(Stored data entries)
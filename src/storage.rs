use std::collections::HashMap;
use std::sync::Arc;

use parking_lot::Mutex;

/// Minimal synchronous key/value persistence the token store is built on.
///
/// Implementations log failures instead of returning them. A storage that cannot be written
/// simply behaves like an empty one, leaving the user unauthenticated.
pub trait KeyValueStorage: Send + Sync {
    fn get(&self, key: &str) -> Option<String>;
    fn set(&self, key: &str, value: &str);
    fn remove(&self, key: &str);
}

/// In-memory storage. Clones share their data.
#[derive(Debug, Default, Clone)]
pub struct MemoryStorage {
    items: Arc<Mutex<HashMap<String, String>>>,
}

impl MemoryStorage {
    pub fn new() -> Self {
        Self::default()
    }

    pub fn contains_key(&self, key: &str) -> bool {
        self.items.lock().contains_key(key)
    }

    pub fn len(&self) -> usize {
        self.items.lock().len()
    }

    pub fn is_empty(&self) -> bool {
        self.items.lock().is_empty()
    }
}

impl KeyValueStorage for MemoryStorage {
    fn get(&self, key: &str) -> Option<String> {
        self.items.lock().get(key).cloned()
    }

    fn set(&self, key: &str, value: &str) {
        self.items.lock().insert(key.to_owned(), value.to_owned());
    }

    fn remove(&self, key: &str) {
        self.items.lock().remove(key);
    }
}

#[derive(Debug, Clone, Copy, PartialEq, Eq)]
pub enum StorageType {
    Local,
    Session,
}

/// `window.localStorage` or `window.sessionStorage`.
///
/// The storage object is looked up on every access, so this type stays `Send + Sync` and can live
/// in a Leptos context. Only usable in the browser.
#[derive(Debug, Clone, Copy)]
pub struct WebStorage {
    storage_type: StorageType,
}

impl WebStorage {
    pub fn local() -> Self {
        Self {
            storage_type: StorageType::Local,
        }
    }

    pub fn session() -> Self {
        Self {
            storage_type: StorageType::Session,
        }
    }

    fn storage(&self) -> Option<web_sys::Storage> {
        let window = web_sys::window()?;
        let storage = match self.storage_type {
            StorageType::Local => window.local_storage(),
            StorageType::Session => window.session_storage(),
        };
        match storage {
            Ok(storage) => storage,
            Err(err) => {
                tracing::error!(?err, storage_type = ?self.storage_type, "Storage not available.");
                None
            }
        }
    }
}

impl KeyValueStorage for WebStorage {
    fn get(&self, key: &str) -> Option<String> {
        match self.storage()?.get_item(key) {
            Ok(value) => value,
            Err(err) => {
                tracing::error!(?err, "Error reading '{key}' from storage.");
                None
            }
        }
    }

    fn set(&self, key: &str, value: &str) {
        let Some(storage) = self.storage() else {
            return;
        };
        if let Err(err) = storage.set_item(key, value) {
            tracing::error!(?err, "Error writing '{key}' to storage.");
        }
    }

    fn remove(&self, key: &str) {
        let Some(storage) = self.storage() else {
            return;
        };
        if let Err(err) = storage.remove_item(key) {
            tracing::error!(?err, "Error removing '{key}' from storage.");
        }
    }
}
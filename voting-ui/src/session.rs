//! Per-browser state kept in the server session.
//!
//! The browser only holds the session cookie. Everything the voting client
//! used to keep in local storage lives here under the keys below.

use leptos::prelude::*;
use server_fn::ServerFnError;
use voting_app::domain::User;
use voting_errors::AppError;

/// [`voting_app::domain::DeviceIdentity`] of this browser.
pub const DEVICE_IDENTITY_KEY: &str = "voting_device";
/// [`voting_app::domain::UserSession`] of the logged-in user, if any.
pub const USER_SESSION_KEY: &str = "voting_user";

/// Turns a server function failure into the text shown on screen.
pub fn error_text(err: &ServerFnError) -> String {
    match err {
        ServerFnError::ServerError(msg) => match msg.parse::<AppError>() {
            Ok(app_error) => app_error.user_message(),
            Err(never) => match never {},
        },
        _ => "Network connection failed".to_string(),
    }
}

#[server(CurrentUserFn, "/api", endpoint = "current_user")]
pub async fn current_user() -> Result<Option<User>, ServerFnError> {
    let session = ssr::session().await?;
    Ok(ssr::load_user(&session).await.map(|s| s.user))
}

#[server(LogoutFn, "/api", endpoint = "logout")]
pub async fn logout() -> Result<(), ServerFnError> {
    let ctx = ssr::app_context()?;
    let session = ssr::session().await?;

    if let Some(user_session) = ssr::load_user(&session).await {
        ctx.authenticate.logout(&user_session).await;
    }

    session
        .remove::<voting_app::domain::UserSession>(USER_SESSION_KEY)
        .await
        .map_err(|e| AppError::Internal(e.to_string()).into_server_error())?;

    leptos_axum::redirect("/");
    Ok(())
}

#[cfg(feature = "ssr")]
pub mod ssr {
    use super::{DEVICE_IDENTITY_KEY, USER_SESSION_KEY};
    use leptos::prelude::*;
    use server_fn::ServerFnError;
    use tower_sessions::Session;
    use voting_app::domain::{DeviceIdentity, UserSession};
    use voting_app::AppContext;
    use voting_errors::AppError;

    pub fn app_context() -> Result<AppContext, ServerFnError> {
        use_context::<AppContext>()
            .ok_or_else(|| AppError::Internal("AppContext missing".to_string()).into_server_error())
    }

    pub async fn session() -> Result<Session, ServerFnError> {
        leptos_axum::extract::<Session>()
            .await
            .map_err(|e| AppError::Internal(e.to_string()).into_server_error())
    }

    pub async fn load_user(session: &Session) -> Option<UserSession> {
        match session.get::<UserSession>(USER_SESSION_KEY).await {
            Ok(user) => user,
            Err(e) => {
                tracing::warn!("Failed to read user session: {}", e);
                None
            }
        }
    }

    pub async fn store_user(session: &Session, user: &UserSession) -> Result<(), ServerFnError> {
        // New login, new session id.
        session
            .cycle_id()
            .await
            .map_err(|e| AppError::Internal(e.to_string()).into_server_error())?;
        session
            .insert(USER_SESSION_KEY, user)
            .await
            .map_err(|e| AppError::Internal(e.to_string()).into_server_error())
    }

    pub async fn load_device(session: &Session) -> Result<DeviceIdentity, ServerFnError> {
        session
            .get::<DeviceIdentity>(DEVICE_IDENTITY_KEY)
            .await
            .map_err(|e| AppError::Internal(e.to_string()).into_server_error())?
            .ok_or_else(|| {
                AppError::Validation(
                    "This browser has no device token yet. Reload the page.".to_string(),
                )
                .into_server_error()
            })
    }
}

#[cfg(test)]
mod tests {
    use super::*;

    // Same text `AppError::into_server_error` puts on the wire.
    fn server_error(err: AppError) -> ServerFnError {
        ServerFnError::ServerError(err.to_string())
    }

    #[test]
    fn test_validation_message_reaches_the_page_unchanged() {
        let err = server_error(AppError::Validation("Please enter a name first!".to_string()));
        assert_eq!(error_text(&err), "Please enter a name first!");
    }

    #[test]
    fn test_rate_limit_keeps_its_wait() {
        let err = server_error(AppError::RateLimited(42));
        assert_eq!(error_text(&err), "Slow down! Try again in 42 seconds.");
    }

    #[test]
    fn test_transport_failure_reads_as_network_error() {
        let err: ServerFnError = ServerFnError::Request("connection reset".to_string());
        assert_eq!(error_text(&err), "Network connection failed");
    }
}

> _Required action_
Give the records back in full, word for word.

> _Exercise result_
filename src/storage.rs
use std::collections::HashMap;
use std::sync::Arc;

use parking_lot::Mutex;

/// Minimal synchronous key/value persistence the token store is built on.
///
/// Implementations log failures instead of returning them. A storage that cannot be written
/// simply behaves like an empty one, leaving the user unauthenticated.
pub trait KeyValueStorage: Send + Sync {
    fn get(&self, key: &str) -> Option<String>;
    fn set(&self, key: &str, value: &str);
    fn remove(&self, key: &str);
}

/// In-memory storage. Clones share their data.
#[derive(Debug, Default, Clone)]
pub struct MemoryStorage {
    items: Arc<Mutex<HashMap<String, String>>>,
}

impl MemoryStorage {
    pub fn new() -> Self {
        Self::default()
    }

    pub fn contains_key(&self, key: &str) -> bool {
        self.items.lock().contains_key(key)
    }

    pub fn len(&self) -> usize {
        self.items.lock().len()
    }

    pub fn is_empty(&self) -> bool {
        self.items.lock().is_empty()
    }
}

impl KeyValueStorage for MemoryStorage {
    fn get(&self, key: &str) -> Option<String> {
        self.items.lock().get(key).cloned()
    }

    fn set(&self, key: &str, value: &str) {
        self.items.lock().insert(key.to_owned(), value.to_owned());
    }

    fn remove(&self, key: &str) {
        self.items.lock().remove(key);
    }
}

#[derive(Debug, Clone, Copy, PartialEq, Eq)]
pub enum StorageType {
    Local,
    Session,
}

/// `window.localStorage` or `window.sessionStorage`.
///
/// The storage object is looked up on every access, so this type stays `Send + Sync` and can live
/// in a Leptos context. Only usable in the browser.
#[derive(Debug, Clone, Copy)]
pub struct WebStorage {
    storage_type: StorageType,
}

impl WebStorage {
    pub fn local() -> Self {
        Self {
            storage_type: StorageType::Local,
        }
    }

    pub fn session() -> Self {
        Self {
            storage_type: StorageType::Session,
        }
    }

    fn storage(&self) -> Option<web_sys::Storage> {
        let window = web_sys::window()?;
        let storage = match self.storage_type {
            StorageType::Local => window.local_storage(),
            StorageType::Session => window.session_storage(),
        };
        match storage {
            Ok(storage) => storage,
            Err(err) => {
                tracing::error!(?err, storage_type = ?self.storage_type, "Storage not available.");
                None
            }
        }
    }
}

impl KeyValueStorage for WebStorage {
    fn get(&self, key: &str) -> Option<String> {
        match self.storage()?.get_item(key) {
            Ok(value) => value,
            Err(err) => {
                tracing::error!(?err, "Error reading '{key}' from storage.");
                None
            }
        }
    }

    fn set(&self, key: &str, value: &str) {
        let Some(storage) = self.storage() else {
            return;
        };
        if let Err(err) = storage.set_item(key, value) {
            tracing::error!(?err, "Error writing '{key}' to storage.");
        }
    }

    fn remove(&self, key: &str) {
        let Some(storage) = self.storage() else {
            return;
        };
        if let Err(err) = storage.remove_item(key) {
            tracing::error!(?err, "Error removing '{key}' from storage.");
        }
    }
}
filename voting-ui/src/session.rs
//! Per-browser state kept in the server session.
//!
//! The browser only holds the session cookie. Everything the voting client
//! used to keep in local storage lives here under the keys below.

use leptos::prelude::*;
use server_fn::ServerFnError;
use voting_app::domain::User;
use voting_errors::AppError;

/// [`voting_app::domain::DeviceIdentity`] of this browser.
pub const DEVICE_IDENTITY_KEY: &str = "voting_device";
/// [`voting_app::domain::UserSession`] of the logged-in user, if any.
pub const USER_SESSION_KEY: &str = "voting_user";

/// Turns a server function failure into the text shown on screen.
pub fn error_text(err: &ServerFnError) -> String {
    match err {
        ServerFnError::ServerError(msg) => match msg.parse::<AppError>() {
            Ok(app_error) => app_error.user_message(),
            Err(never) => match never {},
        },
        _ => "Network connection failed".to_string(),
    }
}

#[server(CurrentUserFn, "/api", endpoint = "current_user")]
pub async fn current_user() -> Result<Option<User>, ServerFnError> {
    let session = ssr::session().await?;
    Ok(ssr::load_user(&session).await.map(|s| s.user))
}

#[server(LogoutFn, "/api", endpoint = "logout")]
pub async fn logout() -> Result<(), ServerFnError> {
    let ctx = ssr::app_context()?;
    let session = ssr::session().await?;

    if let Some(user_session) = ssr::load_user(&session).await {
        ctx.authenticate.logout(&user_session).await;
    }

    session
        .remove::<voting_app::domain::UserSession>(USER_SESSION_KEY)
        .await
        .map_err(|e| AppError::Internal(e.to_string()).into_server_error())?;

    leptos_axum::redirect("/");
    Ok(())
}

#[cfg(feature = "ssr")]
pub mod ssr {
    use super::{DEVICE_IDENTITY_KEY, USER_SESSION_KEY};
    use leptos::prelude::*;
    use server_fn::ServerFnError;
    use tower_sessions::Session;
    use voting_app::domain::{DeviceIdentity, UserSession};
    use voting_app::AppContext;
    use voting_errors::AppError;

    pub fn app_context() -> Result<AppContext, ServerFnError> {
        use_context::<AppContext>()
            .ok_or_else(|| AppError::Internal("AppContext missing".to_string()).into_server_error())
    }

    pub async fn session() -> Result<Session, ServerFnError> {
        leptos_axum::extract::<Session>()
            .await
            .map_err(|e| AppError::Internal(e.to_string()).into_server_error())
    }

    pub async fn load_user(session: &Session) -> Option<UserSession> {
        match session.get::<UserSession>(USER_SESSION_KEY).await {
            Ok(user) => user,
            Err(e) => {
                tracing::warn!("Failed to read user session: {}", e);
                None
            }
        }
    }

    pub async fn store_user(session: &Session, user: &UserSession) -> Result<(), ServerFnError> {
        // New login, new session id.
        session
            .cycle_id()
            .await
            .map_err(|e| AppError::Internal(e.to_string()).into_server_error())?;
        session
            .insert(USER_SESSION_KEY, user)
            .await
            .map_err(|e| AppError::Internal(e.to_string()).into_server_error())
    }

    pub async fn load_device(session: &Session) -> Result<DeviceIdentity, ServerFnError> {
        session
            .get::<DeviceIdentity>(DEVICE_IDENTITY_KEY)
            .await
            .map_err(|e| AppError::Internal(e.to_string()).into_server_error())?
            .ok_or_else(|| {
                AppError::Validation(
                    "This browser has no device token yet. Reload the page.".to_string(),
                )
                .into_server_error()
            })
    }
}

#[cfg(test)]
mod tests {
    use super::*;

    // Same text `AppError::into_server_error` puts on the wire.
    fn server_error(err: AppError) -> ServerFnError {
        ServerFnError::ServerError(err.to_string())
    }

    #[test]
    fn test_validation_message_reaches_the_page_unchanged() {
        let err = server_error(AppError::Validation("Please enter a name first!".to_string()));
        assert_eq!(error_text(&err), "Please enter a name first!");
    }

    #[test]
    fn test_rate_limit_keeps_its_wait() {
        let err = server_error(AppError::RateLimited(42));
        assert_eq!(error_text(&err), "Slow down! Try again in 42 seconds.");
    }

    #[test]
    fn test_transport_failure_reads_as_network_error() {
        let err: ServerFnError = ServerFnError::Request("connection reset".to_string());
        assert_eq!(error_text(&err), "Network connection failed");
    }
}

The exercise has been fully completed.